- [Problem to work on]
Search the records below for the line containing "pub struct Health". Write out that line and every line after it exactly as written.

- [Exercise material]
━━━

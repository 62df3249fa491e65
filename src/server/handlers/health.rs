use crate::{config::StreamMode, server::state::AppState};
use axum::{Json, extract::State};
use serde::Serialize;

#[derive(Serialize)]
pub struct Health {
    status: &'static str,
    version: &'static str,
    mode: &'static str,
    uptime_seconds: u64,
}

/// Liveness probe reporting the emulation mode and uptime.
pub async fn health_check(State(state): State<AppState>) -> Json<Health> {
    let mode = match state.config.mode {
        StreamMode::Vod => "vod",
        StreamMode::Event => "event",
        StreamMode::Live => "live",
    };

    Json(Health {
        status: "ok",
        version: env!("CARGO_PKG_VERSION"),
        mode,
        uptime_seconds: state.clock.elapsed().as_secs(),
    })
}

━━━

- [Your solution]
pub struct Health {
    status: &'static str,
    version: &'static str,
    mode: &'static str,
    uptime_seconds: u64,
}

/// Liveness probe reporting the emulation mode and uptime.
pub async fn health_check(State(state): State<AppState>) -> Json<Health> {
    let mode = match state.config.mode {
        StreamMode::Vod => "vod",
        StreamMode::Event => "event",
        StreamMode::Live => "live",
    };

    Json(Health {
        status: "ok",
        version: env!("CARGO_PKG_VERSION"),
        mode,
        uptime_seconds: state.clock.elapsed().as_secs(),
    })
}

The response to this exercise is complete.